The question that immediately arises is whether the ‘multiplicity’ is a permanent phenomenon. Individuals die, the solar systems collapse, creation dissolves. If the yogi insists on ‘pralaya’ or dissolution, the scientist also believes in entropy and destruction – both enjoy a commonality!
However, Sri Aurobindo describes that the dissolution of a particular creation is followed by a ‘recurrence’ or re-manifestation. Of course, as creation is a progressive phenomenon, each new creation has something new; each new creation is unique by itself. What is important is that not one particular creation is eternal but that the phenomenon of ‘recurrence’ producing ever-new creations is eternal. It is interesting that the phenomenon of recurrence actually does justice to the creative ‘idea’ that brings forth the multiplicity for only then an endless variation in multiplicity can manifest ad infinitum.

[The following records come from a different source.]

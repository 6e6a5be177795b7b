//! styleimport engine
//!
//! Resolves a matcher against a parsed stylesheet and formats the matched
//! rules into literal data for the importing source.
//!
//! ```text
//! Stylesheet + MatcherSpec + FormatChoice → resolve() → Resolution → literal::to_js()
//! ```
//!
//! A lookup that finds nothing is not an error: it produces `None` in the
//! position the rule would have taken. Only a malformed matcher (bad regex
//! flags or pattern) fails.

pub mod format;
pub mod literal;
pub mod matcher;

use serde::ser::{Serialize, SerializeMap, Serializer};
use styleimport_css::{Rule, Stylesheet, StylesheetIndex};

pub use format::{format_declarations, to_camel_case, Formatted};
pub use matcher::{FormatChoice, MatcherSpec, RegexFlags, UnknownFormat};

/// Resolution error. Raised only for matchers that cannot be evaluated.
#[derive(Debug, Clone, PartialEq, Eq, thiserror::Error)]
pub enum ResolveError {
    #[error("invalid regex flags '{flags}': {reason}")]
    InvalidFlags { flags: String, reason: String },

    #[error("invalid regex pattern /{pattern}/: {message}")]
    InvalidPattern { pattern: String, message: String },

    /// The host could not map a call-site argument onto any matcher shape.
    #[error("unrecognized matcher: {0}")]
    UnrecognizedMatcher(String),
}

/// The literal value produced for one reference site.
#[derive(Debug, Clone, PartialEq, Eq)]
pub enum Resolution {
    /// Selector or non-global pattern: the first matching rule, if any.
    Single(Option<Formatted>),
    /// List matcher (one entry per item) or global pattern (one entry per
    /// matching rule, never `None`).
    Sequence(Vec<Option<Formatted>>),
    /// Map matcher: the matcher's keys in order, each with its rule.
    Mapping(Vec<(String, Option<Formatted>)>),
}

/// Resolves matchers against one stylesheet with one output format.
pub struct Resolver<'a> {
    index: StylesheetIndex<'a>,
    format: FormatChoice,
}

impl<'a> Resolver<'a> {
    pub fn new(stylesheet: &'a Stylesheet, format: FormatChoice) -> Self {
        Self {
            index: StylesheetIndex::new(stylesheet),
            format,
        }
    }

    #[tracing::instrument(level = "debug", skip_all, fields(matcher = matcher.kind(), format = %self.format))]
    pub fn resolve(&self, matcher: &MatcherSpec) -> Result<Resolution, ResolveError> {
        let resolution = match matcher {
            MatcherSpec::Selector(selector) => Resolution::Single(self.by_selector(selector)),
            MatcherSpec::List(items) => Resolution::Sequence(self.by_list(items)),
            MatcherSpec::Pattern { pattern, flags } => self.by_pattern(pattern, flags)?,
            MatcherSpec::Map(entries) => Resolution::Mapping(self.by_map(entries)),
        };
        tracing::debug!(found = resolution.found(), "matcher resolved");
        Ok(resolution)
    }

    pub fn by_selector(&self, selector: &str) -> Option<Formatted> {
        let rule = self.index.find_first(|s| s == selector);
        if rule.is_none() {
            tracing::trace!(selector, "no rule for selector");
        }
        self.format_rule(rule)
    }

    pub fn by_list(&self, items: &[String]) -> Vec<Option<Formatted>> {
        items.iter().map(|item| self.by_selector(item)).collect()
    }

    pub fn by_pattern(&self, pattern: &str, flags: &str) -> Result<Resolution, ResolveError> {
        let flags = RegexFlags::parse(flags)?;
        let regex = flags.compile(pattern)?;

        if !flags.global {
            let rule = self.index.find_first(|s| regex.is_match(s));
            return Ok(Resolution::Single(self.format_rule(rule)));
        }

        let rules = self.index.find_all(|s| regex.is_match(s));
        Ok(Resolution::Sequence(
            rules
                .into_iter()
                .map(|rule| Some(format_declarations(rule, self.format)))
                .collect(),
        ))
    }

    pub fn by_map(&self, entries: &[(String, String)]) -> Vec<(String, Option<Formatted>)> {
        entries
            .iter()
            .map(|(key, selector)| (key.clone(), self.by_selector(selector)))
            .collect()
    }

    fn format_rule(&self, rule: Option<&Rule>) -> Option<Formatted> {
        rule.map(|rule| format_declarations(rule, self.format))
    }
}

/// Resolve `matcher` against `stylesheet`, formatting every matched rule
/// with `format`.
pub fn resolve(
    stylesheet: &Stylesheet,
    matcher: &MatcherSpec,
    format: FormatChoice,
) -> Result<Resolution, ResolveError> {
    Resolver::new(stylesheet, format).resolve(matcher)
}

impl Resolution {
    /// Number of rules that were found.
    pub fn found(&self) -> usize {
        match self {
            Resolution::Single(value) => usize::from(value.is_some()),
            Resolution::Sequence(items) => items.iter().flatten().count(),
            Resolution::Mapping(entries) => entries.iter().filter(|(_, v)| v.is_some()).count(),
        }
    }
}

impl Serialize for Resolution {
    fn serialize<S: Serializer>(&self, serializer: S) -> Result<S::Ok, S::Error> {
        match self {
            Resolution::Single(value) => value.serialize(serializer),
            Resolution::Sequence(items) => items.serialize(serializer),
            Resolution::Mapping(entries) => {
                let mut map = serializer.serialize_map(Some(entries.len()))?;
                for (key, value) in entries {
                    map.serialize_entry(key, value)?;
                }
                map.end()
            }
        }
    }
}

#[cfg(test)]
mod tests {
    use super::*;
    use pretty_assertions::assert_eq;

    fn sheet(css: &str) -> Stylesheet {
        styleimport_css::parse(css, "test.css").unwrap()
    }

    fn text(s: &str) -> Option<Formatted> {
        Some(Formatted::Text(s.into()))
    }

    fn object(entries: &[(&str, &str)]) -> Option<Formatted> {
        Some(Formatted::Object(
            entries
                .iter()
                .map(|(k, v)| (k.to_string(), v.to_string()))
                .collect(),
        ))
    }

    const CARDS: &str = ".card-1 { x: 1 }\n.nav { x: 2 }\n.card-2 { x: 3 }";

    // =========================================================================
    // Selector
    // =========================================================================

    #[test]
    fn test_selector_string_form() {
        let sheet = sheet(".btn{color:red;padding:1px}");
        let result = resolve(
            &sheet,
            &MatcherSpec::Selector(".btn".into()),
            FormatChoice::String,
        )
        .unwrap();
        assert_eq!(result, Resolution::Single(text("color: red;\npadding: 1px;")));
    }

    #[test]
    fn test_selector_missing_is_none() {
        let sheet = sheet(".btn{color:red;padding:1px}");
        let result = resolve(
            &sheet,
            &MatcherSpec::Selector(".missing".into()),
            FormatChoice::String,
        )
        .unwrap();
        assert_eq!(result, Resolution::Single(None));
    }

    #[test]
    fn test_selector_matches_any_selector_of_a_rule() {
        let sheet = sheet(".a, .b { x: 1 }\n.b { x: 2 }");
        let result = resolve(&sheet, &MatcherSpec::Selector(".b".into()), FormatChoice::Object)
            .unwrap();
        assert_eq!(result, Resolution::Single(object(&[("x", "1")])));
    }

    #[test]
    fn test_selector_is_compared_verbatim() {
        let sheet = sheet(".a > .b { x: 1 }");
        let exact = resolve(&sheet, &MatcherSpec::Selector(".a > .b".into()), FormatChoice::String);
        let loose = resolve(&sheet, &MatcherSpec::Selector(".a>.b".into()), FormatChoice::String);
        assert_eq!(exact.unwrap(), Resolution::Single(text("x: 1;")));
        assert_eq!(loose.unwrap(), Resolution::Single(None));
    }

    // =========================================================================
    // List
    // =========================================================================

    #[test]
    fn test_list_follows_input_order() {
        let sheet = sheet(".a{x:1}\n.b{x:2}");
        let result = resolve(
            &sheet,
            &MatcherSpec::List(vec![".b".into(), ".a".into()]),
            FormatChoice::Object,
        )
        .unwrap();
        assert_eq!(
            result,
            Resolution::Sequence(vec![object(&[("x", "2")]), object(&[("x", "1")])])
        );
    }

    #[test]
    fn test_list_keeps_alignment_for_missing_items() {
        let sheet = sheet(".a{x:1}\n.b{x:2}");
        let items: Vec<String> = vec![".nope".into(), ".a".into(), ".gone".into(), ".a".into()];
        let result = resolve(&sheet, &MatcherSpec::List(items.clone()), FormatChoice::String)
            .unwrap();
        match result {
            Resolution::Sequence(values) => {
                assert_eq!(values.len(), items.len());
                assert_eq!(values, vec![None, text("x: 1;"), None, text("x: 1;")]);
            }
            other => panic!("Expected Sequence, got {other:?}"),
        }
    }

    #[test]
    fn test_empty_list() {
        let sheet = sheet(".a{x:1}");
        let result = resolve(&sheet, &MatcherSpec::List(Vec::new()), FormatChoice::String)
            .unwrap();
        assert_eq!(result, Resolution::Sequence(Vec::new()));
    }

    // =========================================================================
    // Pattern
    // =========================================================================

    #[test]
    fn test_global_pattern_returns_all_in_stylesheet_order() {
        let sheet = sheet(CARDS);
        let result = resolve(&sheet, &MatcherSpec::pattern(r"^\.card", "g"), FormatChoice::String)
            .unwrap();
        assert_eq!(result, Resolution::Sequence(vec![text("x: 1;"), text("x: 3;")]));
    }

    #[test]
    fn test_pattern_without_global_returns_first() {
        let sheet = sheet(CARDS);
        let result = resolve(&sheet, &MatcherSpec::pattern(r"^\.card", ""), FormatChoice::String)
            .unwrap();
        assert_eq!(result, Resolution::Single(text("x: 1;")));
    }

    #[test]
    fn test_pattern_without_match() {
        let sheet = sheet(CARDS);
        let single = resolve(&sheet, &MatcherSpec::pattern("^#", "i"), FormatChoice::String);
        let global = resolve(&sheet, &MatcherSpec::pattern("^#", "gi"), FormatChoice::String);
        assert_eq!(single.unwrap(), Resolution::Single(None));
        assert_eq!(global.unwrap(), Resolution::Sequence(Vec::new()));
    }

    #[test]
    fn test_global_pattern_tests_every_selector_independently() {
        // A stateful global regex would skip `.card-2` after matching `.card-1`.
        let sheet = sheet(".card-1 { x: 1 }\n.card-2 { x: 2 }\n.card-3 { x: 3 }");
        let result = resolve(&sheet, &MatcherSpec::pattern("card", "g"), FormatChoice::String)
            .unwrap();
        assert_eq!(result.found(), 3);
    }

    #[test]
    fn test_pattern_flags_apply() {
        let sheet = sheet(".Card { x: 1 }");
        let result = resolve(&sheet, &MatcherSpec::pattern(r"^\.card$", "i"), FormatChoice::String)
            .unwrap();
        assert_eq!(result, Resolution::Single(text("x: 1;")));
    }

    #[test]
    fn test_invalid_pattern_is_an_error() {
        let sheet = sheet(CARDS);
        let err = resolve(&sheet, &MatcherSpec::pattern("[", "g"), FormatChoice::String)
            .unwrap_err();
        assert!(matches!(err, ResolveError::InvalidPattern { .. }));
    }

    #[test]
    fn test_invalid_flags_are_an_error() {
        let sheet = sheet(CARDS);
        let err = resolve(&sheet, &MatcherSpec::pattern("card", "q"), FormatChoice::String)
            .unwrap_err();
        assert!(matches!(err, ResolveError::InvalidFlags { .. }));
    }

    // =========================================================================
    // Map
    // =========================================================================

    #[test]
    fn test_map_keeps_keys_and_order() {
        let sheet = sheet(".btn { background-color: blue; }");
        let result = resolve(
            &sheet,
            &MatcherSpec::Map(vec![
                ("primary".into(), ".btn".into()),
                ("missing".into(), ".nope".into()),
            ]),
            FormatChoice::Object,
        )
        .unwrap();
        assert_eq!(
            result,
            Resolution::Mapping(vec![
                ("primary".into(), object(&[("backgroundColor", "blue")])),
                ("missing".into(), None),
            ])
        );
    }

    #[test]
    fn test_map_keys_are_not_sorted() {
        let sheet = sheet(".a { x: 1 }");
        let result = resolve(
            &sheet,
            &MatcherSpec::Map(vec![
                ("zeta".into(), ".a".into()),
                ("alpha".into(), ".a".into()),
            ]),
            FormatChoice::String,
        )
        .unwrap();
        match result {
            Resolution::Mapping(entries) => {
                let keys: Vec<&str> = entries.iter().map(|(k, _)| k.as_str()).collect();
                assert_eq!(keys, vec!["zeta", "alpha"]);
            }
            other => panic!("Expected Mapping, got {other:?}"),
        }
    }

    // =========================================================================
    // Determinism and serialization
    // =========================================================================

    #[test]
    fn test_repeated_resolution_is_identical() {
        let sheet = sheet(CARDS);
        let matcher = MatcherSpec::pattern("card", "g");
        let first = resolve(&sheet, &matcher, FormatChoice::Object).unwrap();
        let second = resolve(&sheet, &matcher, FormatChoice::Object).unwrap();
        assert_eq!(first, second);
        assert_eq!(literal::to_js(&first), literal::to_js(&second));
    }

    #[test]
    fn test_serialize_resolution_json() {
        let sheet = sheet(".btn { font-size: 12px }");
        let result = resolve(
            &sheet,
            &MatcherSpec::Map(vec![
                ("primary".into(), ".btn".into()),
                ("missing".into(), ".nope".into()),
            ]),
            FormatChoice::Object,
        )
        .unwrap();
        assert_eq!(
            serde_json::to_string(&result).unwrap(),
            r#"{"primary":{"fontSize":"12px"},"missing":null}"#
        );
    }

    #[test]
    fn test_serialize_single_none_is_null() {
        assert_eq!(
            serde_json::to_string(&Resolution::Single(None)).unwrap(),
            "null"
        );
    }
}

Scientists without having the experiential realization of Yogis can congratulate themselves to compose theses on the history of Time, naturally qualifying the history as ‘brief’ if the dimension of timelessness is not acknowledged. Sri Aurobindo emphasizes that the relation of ‘One’ and ‘Many’ is not a relation in time but a relation in consciousness. ‘We can only assert the priority of the oneness to the multiplicity, a priority not in time but in relation of consciousness, and no statement of supreme spiritual experience, no Vedantic philosophy denies this priority or the eternal dependence of the Many on the One. It is because in Time the Many seem not to be eternal but to manifest out of the One and return into it as their essence that their reality is denied; but it might equally be reasoned that the eternal persistence or, if you will, the eternal recurrence of the manifestation in Time is a proof that the divine multiplicity is an eternal fact of the Supreme beyond Time no less than the divine unity; otherwise it could not have this characteristic of inevitable eternal recurrence in Time’(LD,old,161)
Depth psychology acknowledges that the past is stored in the individual unconscious as well as in the collective unconscious. An extension of this logic would lead us to speculate that when a particular creation dissolves, it does not simply vanish but leaves a trail of memory traces in the cosmic consciousness which form a template for the initiation of the next creation. This is what Sri Aurobindo seems to suggest when he describes the dawn of an emergent new creation:
A power of fallen boundless self awake
Between the first and the last Nothingness,
Recalling the tenebrous womb from which it came,
Turned from the insoluble mystery of birth
And the tardy process of mortality
And longed to reach its end in vacant Nought.
As in a dark beginning of all things.
A mute featureless semblance of the Unknown
Repeating for ever the unconscious act,
Prolonging for ever the unseeing will,
Cradled the cosmic drowse of ignorant Force
Whose moved creative slumber kindles the suns
And carries our lives in its somnambulist whirl.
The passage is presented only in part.